Does Apache Kafka really preserve the correct message order?

We are told that Apache Kafka preserves the order of messages per topic/topic, but how true is that? In this article, we will analyze several real-world scenarios in which blind acceptance of this dogma can lead to unexpected and misleading message sequences.

Base case: one manufacturer

Let’s start with a basic scenario: one producer sends messages to an Apache Kafka topic with one topic sequentially, one after the other.

In this basic situation, according to a famous mantra, we should always expect the right order. But is it? Depends!

Unstable network

In an ideal world, a single producer scenario should always result in the correct order. But our world is not perfect! Various network paths, errors, and delays can cause a message to be delayed or lost.

Let’s imagine the situation below: one producer sends three messages to a topic:

  • Сообщение 1 finds a long network route to Apache Kafka for some reason

  • Сообщение 2 finds the fastest network route to Apache Kafka

  • Сообщение 3 lost on the net

Even in this basic scenario with only one manufacturer, we might get an unexpected series of posts in a thread. The end result in a Kafka topic will only show two persisted events with an unexpected order 2, 1.

From the point of view of Apache Kafka this may be the correct order. A topic is just a log of information, and Apache Kafka will write messages to the log depending on when it “feels” a new event coming. It is based on reception time Kafka, not on the time the message was created (event time).

Confirmations and retries

But not all is lost! If we look in libraries (for example, aiokafka), note that we have ways to ensure that messages are delivered correctly.

First of all, to avoid the message problem 3 in the above scenario, we could define the correct confirmation mechanism. Parameter acks producer lets us define what message acknowledgment we want to receive from Apache Kafka.
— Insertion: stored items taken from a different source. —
//! Parameter and identity blocks
//!
//! The module exposes its whole configuration as one 6-byte block:
//!
//! | Byte | Content |
//! |---|---|
//! | 0 | Head: save mode on write, `0xC0` echo on read |
//! | 1 | Address high byte |
//! | 2 | Address low byte |
//! | 3 | [`Speed`] register |
//! | 4 | Channel |
//! | 5 | [`Options`] register |
//!
//! Identity is read through a separate 6-byte block holding the model,
//! firmware version and feature byte.

use core::convert::Infallible;

use regiface::{FromByteArray, ToByteArray};

use super::{Options, Speed};

/// Head byte selecting how long written parameters live
#[derive(Debug, Clone, Copy, PartialEq, Eq)]
#[cfg_attr(feature = "defmt", derive(defmt::Format))]
pub enum SaveMode {
    /// Parameters are kept across power cycles
    Permanent = 0xC0,
    /// Parameters are lost at the next power-down
    Temporary = 0xC2,
}

impl From<SaveMode> for u8 {
    fn from(mode: SaveMode) -> Self {
        mode as u8
    }
}

/// Cached module configuration
///
/// Created zeroed; filled by a successful parameter read or by the
/// application through the setters. Nothing reaches the module until it is
/// saved.
#[derive(Debug, Clone, Copy, PartialEq, Eq, Default)]
#[cfg_attr(feature = "defmt", derive(defmt::Format))]
pub struct Parameters {
    /// Byte 0 of the last block read (`0xC0` for a valid read)
    pub head: u8,
    /// Module address, high byte
    pub address_high: u8,
    /// Module address, low byte
    pub address_low: u8,
    /// UART and air rate settings
    pub speed: Speed,
    /// Radio channel
    pub channel: u8,
    /// Transmission, drive, wake-up, FEC and power settings
    pub options: Options,
}

impl Parameters {
    /// Returns the 16-bit module address
    pub fn address(&self) -> u16 {
        u16::from_be_bytes([self.address_high, self.address_low])
    }

    /// Splits a 16-bit address into the high and low address bytes
    pub fn set_address(&mut self, address: u16) {
        [self.address_high, self.address_low] = address.to_be_bytes();
    }

    /// Packed speed register
    pub fn speed_byte(&self) -> u8 {
        self.speed.into()
    }

    /// Replaces every speed sub-field from a packed byte
    pub fn set_speed_byte(&mut self, byte: u8) {
        self.speed = byte.into();
    }

    /// Packed options register
    pub fn options_byte(&self) -> u8 {
        self.options.into()
    }

    /// Replaces every options sub-field from a packed byte
    pub fn set_options_byte(&mut self, byte: u8) {
        self.options = byte.into();
    }

    /// Builds the 6-byte write frame starting with `head`
    ///
    /// `head` is normally a [`SaveMode`]; any other byte is sent as given.
    pub fn frame(&self, head: impl Into<u8>) -> [u8; 6] {
        let mut frame = match self.to_bytes() {
            Ok(bytes) => bytes,
            Err(never) => match never {},
        };
        frame[0] = head.into();
        frame
    }
}

impl From<[u8; 6]> for Parameters {
    fn from(bytes: [u8; 6]) -> Self {
        Self {
            head: bytes[0],
            address_high: bytes[1],
            address_low: bytes[2],
            speed: bytes[3].into(),
            channel: bytes[4],
            options: bytes[5].into(),
        }
    }
}

impl FromByteArray for Parameters {
    type Error = Infallible;
    type Array = [u8; 6];

    fn from_bytes(bytes: Self::Array) -> Result<Self, Self::Error> {
        Ok(bytes.into())
    }
}

impl ToByteArray for Parameters {
    type Error = Infallible;
    type Array = [u8; 6];

    fn to_bytes(self) -> Result<Self::Array, Self::Error> {
        Ok([
            self.head,
            self.address_high,
            self.address_low,
            self.speed_byte(),
            self.channel,
            self.options_byte(),
        ])
    }
}

/// Module identity
#[derive(Debug, Clone, Copy, PartialEq, Eq, Default)]
#[cfg_attr(feature = "defmt", derive(defmt::Format))]
pub struct ModelInfo {
    /// Byte 0 of the last block read (`0xC3` for a valid read)
    pub head: u8,
    /// Model number, e.g. `0x32` for an E32
    pub model: u8,
    /// Firmware version
    pub version: u8,
    /// Feature byte (vendor specific)
    pub features: u8,
}

impl From<[u8; 6]> for ModelInfo {
    fn from(bytes: [u8; 6]) -> Self {
        // Bytes 4 and 5 are reserved
        Self {
            head: bytes[0],
            model: bytes[1],
            version: bytes[2],
            features: bytes[3],
        }
    }
}

impl FromByteArray for ModelInfo {
    type Error = Infallible;
    type Array = [u8; 6];

    fn from_bytes(bytes: Self::Array) -> Result<Self, Self::Error> {
        Ok(bytes.into())
    }
}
Setting this option to 1 ensures that we receive confirmation from the main broker responsible for the topic (and section). Setting this option all guarantees that we will only receive an acknowledgment if both the primary and the replicas store the message correctly. This will save us the trouble of only the primary receiving the message and crashing before propagating it to the replicas.

After we have installed ackwe have to set the possibility repeated sending a message if we do not receive proper confirmation. Unlike other libraries (one of them is kafka-python), aiokafka automatically retries sending the message until the timeout (set by parameter request_timeout_ms).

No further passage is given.